- WHAT THE TASK ASKS:
When you reach the line containing "to initialize input" in the entries below, begin reproducing lines exactly, and stop once the line containing "the physical one." is done.

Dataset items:
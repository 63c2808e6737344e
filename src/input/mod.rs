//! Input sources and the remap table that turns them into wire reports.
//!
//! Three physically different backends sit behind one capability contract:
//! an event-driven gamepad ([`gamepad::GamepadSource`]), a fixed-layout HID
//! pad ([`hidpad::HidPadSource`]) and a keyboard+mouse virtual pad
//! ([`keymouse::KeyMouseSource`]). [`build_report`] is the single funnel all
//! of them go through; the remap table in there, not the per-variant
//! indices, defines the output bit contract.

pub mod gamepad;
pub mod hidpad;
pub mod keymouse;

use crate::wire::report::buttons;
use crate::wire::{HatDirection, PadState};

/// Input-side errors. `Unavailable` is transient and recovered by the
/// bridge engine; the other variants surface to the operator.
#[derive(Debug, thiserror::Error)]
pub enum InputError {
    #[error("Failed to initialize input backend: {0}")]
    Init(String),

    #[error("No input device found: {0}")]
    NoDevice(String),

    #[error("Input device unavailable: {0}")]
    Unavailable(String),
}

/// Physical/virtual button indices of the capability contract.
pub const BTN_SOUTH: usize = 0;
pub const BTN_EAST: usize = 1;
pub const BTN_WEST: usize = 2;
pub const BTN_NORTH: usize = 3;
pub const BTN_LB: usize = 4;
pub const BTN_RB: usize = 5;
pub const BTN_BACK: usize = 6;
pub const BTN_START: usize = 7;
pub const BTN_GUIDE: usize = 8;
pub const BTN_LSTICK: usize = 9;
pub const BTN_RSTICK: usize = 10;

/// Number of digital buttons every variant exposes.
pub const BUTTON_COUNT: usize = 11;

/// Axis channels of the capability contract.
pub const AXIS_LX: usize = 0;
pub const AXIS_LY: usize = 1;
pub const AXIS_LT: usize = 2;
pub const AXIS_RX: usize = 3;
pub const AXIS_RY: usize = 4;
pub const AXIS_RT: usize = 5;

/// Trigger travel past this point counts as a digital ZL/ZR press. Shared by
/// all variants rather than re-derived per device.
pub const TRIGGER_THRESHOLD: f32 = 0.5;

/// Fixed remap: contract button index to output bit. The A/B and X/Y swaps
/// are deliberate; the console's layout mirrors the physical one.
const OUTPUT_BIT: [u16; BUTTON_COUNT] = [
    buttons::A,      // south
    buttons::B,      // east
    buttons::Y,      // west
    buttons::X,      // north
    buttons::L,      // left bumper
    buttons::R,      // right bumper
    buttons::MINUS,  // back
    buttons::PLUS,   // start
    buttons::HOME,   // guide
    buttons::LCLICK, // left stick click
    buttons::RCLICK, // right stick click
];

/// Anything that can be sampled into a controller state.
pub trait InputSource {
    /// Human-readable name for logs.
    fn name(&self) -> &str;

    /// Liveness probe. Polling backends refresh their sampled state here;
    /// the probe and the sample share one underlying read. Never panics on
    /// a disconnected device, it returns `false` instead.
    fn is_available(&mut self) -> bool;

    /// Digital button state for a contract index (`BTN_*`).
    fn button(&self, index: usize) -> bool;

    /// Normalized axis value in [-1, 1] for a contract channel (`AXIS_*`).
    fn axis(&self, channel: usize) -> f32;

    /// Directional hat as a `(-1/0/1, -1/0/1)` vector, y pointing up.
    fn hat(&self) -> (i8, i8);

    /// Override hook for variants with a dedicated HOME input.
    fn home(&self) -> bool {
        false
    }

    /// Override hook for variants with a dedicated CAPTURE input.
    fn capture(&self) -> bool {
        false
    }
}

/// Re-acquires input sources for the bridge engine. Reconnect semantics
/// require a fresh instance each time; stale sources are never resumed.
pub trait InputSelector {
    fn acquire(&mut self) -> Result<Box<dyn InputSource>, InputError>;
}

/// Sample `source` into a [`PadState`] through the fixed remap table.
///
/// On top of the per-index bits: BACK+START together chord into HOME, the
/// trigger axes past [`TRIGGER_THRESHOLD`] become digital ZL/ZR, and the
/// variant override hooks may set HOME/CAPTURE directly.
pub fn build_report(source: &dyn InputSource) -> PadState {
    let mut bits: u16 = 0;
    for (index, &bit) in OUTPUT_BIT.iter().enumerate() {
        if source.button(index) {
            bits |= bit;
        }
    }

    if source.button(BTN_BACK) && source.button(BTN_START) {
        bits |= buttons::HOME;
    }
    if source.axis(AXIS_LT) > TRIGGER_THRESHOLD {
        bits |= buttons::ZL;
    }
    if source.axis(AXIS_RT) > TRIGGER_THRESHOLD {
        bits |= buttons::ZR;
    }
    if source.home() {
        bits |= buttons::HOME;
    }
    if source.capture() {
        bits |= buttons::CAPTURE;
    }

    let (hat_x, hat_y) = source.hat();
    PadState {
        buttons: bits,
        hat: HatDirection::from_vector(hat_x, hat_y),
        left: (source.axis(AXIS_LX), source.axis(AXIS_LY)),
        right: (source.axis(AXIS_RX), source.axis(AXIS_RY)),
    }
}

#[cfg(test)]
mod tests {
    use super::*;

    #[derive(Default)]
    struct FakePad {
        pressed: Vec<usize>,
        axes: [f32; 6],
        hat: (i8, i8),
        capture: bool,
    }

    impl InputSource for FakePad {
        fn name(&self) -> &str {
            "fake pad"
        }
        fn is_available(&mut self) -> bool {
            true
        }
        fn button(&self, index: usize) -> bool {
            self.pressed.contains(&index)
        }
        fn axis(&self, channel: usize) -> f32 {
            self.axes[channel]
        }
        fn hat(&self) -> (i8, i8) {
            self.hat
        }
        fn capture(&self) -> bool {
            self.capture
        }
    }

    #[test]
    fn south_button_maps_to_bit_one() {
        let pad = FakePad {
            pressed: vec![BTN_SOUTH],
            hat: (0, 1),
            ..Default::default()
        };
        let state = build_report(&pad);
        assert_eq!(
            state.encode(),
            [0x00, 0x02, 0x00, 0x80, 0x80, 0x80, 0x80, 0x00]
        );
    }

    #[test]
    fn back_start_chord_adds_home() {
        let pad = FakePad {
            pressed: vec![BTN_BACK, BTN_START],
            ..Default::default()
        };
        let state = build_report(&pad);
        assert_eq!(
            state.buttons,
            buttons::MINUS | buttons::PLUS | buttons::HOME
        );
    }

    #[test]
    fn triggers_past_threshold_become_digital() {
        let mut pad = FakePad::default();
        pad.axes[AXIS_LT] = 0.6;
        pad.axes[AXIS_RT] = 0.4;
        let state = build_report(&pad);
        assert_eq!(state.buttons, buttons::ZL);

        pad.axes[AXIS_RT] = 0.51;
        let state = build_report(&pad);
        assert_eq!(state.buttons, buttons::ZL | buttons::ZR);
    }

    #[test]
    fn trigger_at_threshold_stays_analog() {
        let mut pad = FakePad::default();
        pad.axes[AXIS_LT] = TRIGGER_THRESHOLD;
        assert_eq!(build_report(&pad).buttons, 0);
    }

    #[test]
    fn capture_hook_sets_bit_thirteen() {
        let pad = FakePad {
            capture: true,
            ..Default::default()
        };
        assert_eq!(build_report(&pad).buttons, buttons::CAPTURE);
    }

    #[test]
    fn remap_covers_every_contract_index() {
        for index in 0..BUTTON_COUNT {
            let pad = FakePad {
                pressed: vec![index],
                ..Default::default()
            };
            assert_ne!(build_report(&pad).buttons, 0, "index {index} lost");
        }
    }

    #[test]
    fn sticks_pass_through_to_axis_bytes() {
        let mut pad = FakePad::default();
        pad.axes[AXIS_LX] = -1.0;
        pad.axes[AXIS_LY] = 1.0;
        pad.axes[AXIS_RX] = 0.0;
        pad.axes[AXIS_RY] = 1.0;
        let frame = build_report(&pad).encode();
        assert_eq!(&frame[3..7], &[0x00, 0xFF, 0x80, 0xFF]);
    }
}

- WRITTEN ANSWER:
    #[error("Failed to initialize input backend: {0}")]
    Init(String),

    #[error("No input device found: {0}")]
    NoDevice(String),

    #[error("Input device unavailable: {0}")]
    Unavailable(String),
}

/// Physical/virtual button indices of the capability contract.
pub const BTN_SOUTH: usize = 0;
pub const BTN_EAST: usize = 1;
pub const BTN_WEST: usize = 2;
pub const BTN_NORTH: usize = 3;
pub const BTN_LB: usize = 4;
pub const BTN_RB: usize = 5;
pub const BTN_BACK: usize = 6;
pub const BTN_START: usize = 7;
pub const BTN_GUIDE: usize = 8;
pub const BTN_LSTICK: usize = 9;
pub const BTN_RSTICK: usize = 10;

/// Number of digital buttons every variant exposes.
pub const BUTTON_COUNT: usize = 11;

/// Axis channels of the capability contract.
pub const AXIS_LX: usize = 0;
pub const AXIS_LY: usize = 1;
pub const AXIS_LT: usize = 2;
pub const AXIS_RX: usize = 3;
pub const AXIS_RY: usize = 4;
pub const AXIS_RT: usize = 5;

/// Trigger travel past this point counts as a digital ZL/ZR press. Shared by
/// all variants rather than re-derived per device.
pub const TRIGGER_THRESHOLD: f32 = 0.5;

/// Fixed remap: contract button index to output bit. The A/B and X/Y swaps
/// are deliberate; the console's layout mirrors the physical one.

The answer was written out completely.